We are members of the Bar of the State of New Hampshire, and we express no opinion as to matters involving the laws of any jurisdiction other than the State of New Hampshire. This opinion is limited to the effect of the laws (including administrative and judicial interpretations) of the State of New Hampshire as they existed on the date of this letter and to the facts bearing upon the opinions below as they existed on the date of this letter, and we expressly disclaim any obligation or undertaking to update or modify the opinions below as a consequence of any future changes in the laws or in the facts bearing upon those opinions.

Based on the foregoing, we are of the opinion that:

1.    The Opinion Guarantor is validly existing as a corporation under the laws of the State of New Hampshire.
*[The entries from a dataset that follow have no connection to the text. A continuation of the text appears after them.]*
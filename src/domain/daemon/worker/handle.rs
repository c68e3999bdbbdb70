use tokio::sync::mpsc::Sender;
use tokio::sync::oneshot::{self, Sender as OneshotSender};
use tokio::sync::{broadcast, watch};
use tokio::time::Duration;

use crate::domain::daemon::worker::publisher::Subscriptions;
use crate::domain::entity::{CompletedSession, PomodoroSettings, TimerPhase, TimerState};

/// Transitions that a [`WorkerRoutine`] applies.
#[derive(Debug, Clone, PartialEq, Eq)]
pub enum Command {
    Start,
    Pause,
    Reset,
    SetPhase {
        phase: TimerPhase,
        duration: Option<Duration>,
    },
    ApplySettings {
        settings: PomodoroSettings,
    },
    Query,
}

/// A [`Command`] together with the channel receiving the settled state.
#[derive(Debug)]
pub struct Request {
    pub command: Command,
    pub responder: OneshotSender<TimerState>,
}

/// Handle that controls a [`WorkerRoutine`].
#[derive(Debug, Clone)]
pub struct WorkerHandle {
    requester: Sender<Request>,
    subscriptions: Subscriptions,
}

impl WorkerHandle {
    /// Creates a new [`WorkerHandle`].
    pub fn new(requester: Sender<Request>, subscriptions: Subscriptions) -> Self {
        Self {
            requester,
            subscriptions,
        }
    }

    /// Start or resume the countdown.
    pub async fn start(&self) -> TimerState {
        self.request(Command::Start).await
    }

    /// Suspend the countdown.
    pub async fn pause(&self) -> TimerState {
        self.request(Command::Pause).await
    }

    /// Discard the current cycle and go back to idle in the same phase.
    pub async fn reset(&self) -> TimerState {
        self.request(Command::Reset).await
    }

    /// Discard the current cycle and go idle in `phase`.
    pub async fn set_phase(&self, phase: TimerPhase, duration: Option<Duration>) -> TimerState {
        self.request(Command::SetPhase { phase, duration }).await
    }

    /// Replace the worker's copy of the settings.
    pub async fn apply_settings(&self, settings: PomodoroSettings) -> TimerState {
        self.request(Command::ApplySettings { settings }).await
    }

    /// Get the current state, serialized against the pending commands.
    pub async fn query(&self) -> TimerState {
        self.request(Command::Query).await
    }

    /// The latest published state, without waiting for the worker.
    pub fn snapshot(&self) -> TimerState {
        self.subscriptions.snapshot()
    }

    /// Every state published from now on, in order.
    pub fn subscribe(&self) -> broadcast::Receiver<TimerState> {
        self.subscriptions.states()
    }

    /// A receiver that always holds the latest published state.
    pub fn watch(&self) -> watch::Receiver<TimerState> {
        self.subscriptions.watch()
    }

    /// Every natural completion from now on.
    pub fn completions(&self) -> broadcast::Receiver<CompletedSession> {
        self.subscriptions.completions()
    }

    async fn request(&self, command: Command) -> TimerState {
        let (responder, receiver) = oneshot::channel();
        let request = Request { command, responder };

        if self.requester.send(request).await.is_err() {
            tracing::error!("Worker has stopped, answering with the last snapshot");
            return self.snapshot();
        }
        match receiver.await {
            Ok(state) => state,
            Err(_) => {
                tracing::error!("Worker dropped a request, answering with the last snapshot");
                self.snapshot()
            }
        }
    }
}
2.    The Opinion Guarantor has the corporate power under the laws of the State of New Hampshire to issue the New Primary Guarantees.

This opinion letter has been prepared for use in connection with the 2022 Amendment. Please note that we are opining only as to matters set forth herein, and no opinion should be inferred as to any other matters.

We hereby consent to the filing of this opinion letter as Exhibit 5.3 to the 2022 Amendment and to the reference to this firm under the caption “Legal Matters” in the Base Prospectus and the Resale Prospectus. In giving this consent, we do not admit that we are an “expert” within the meaning of the Securities Act.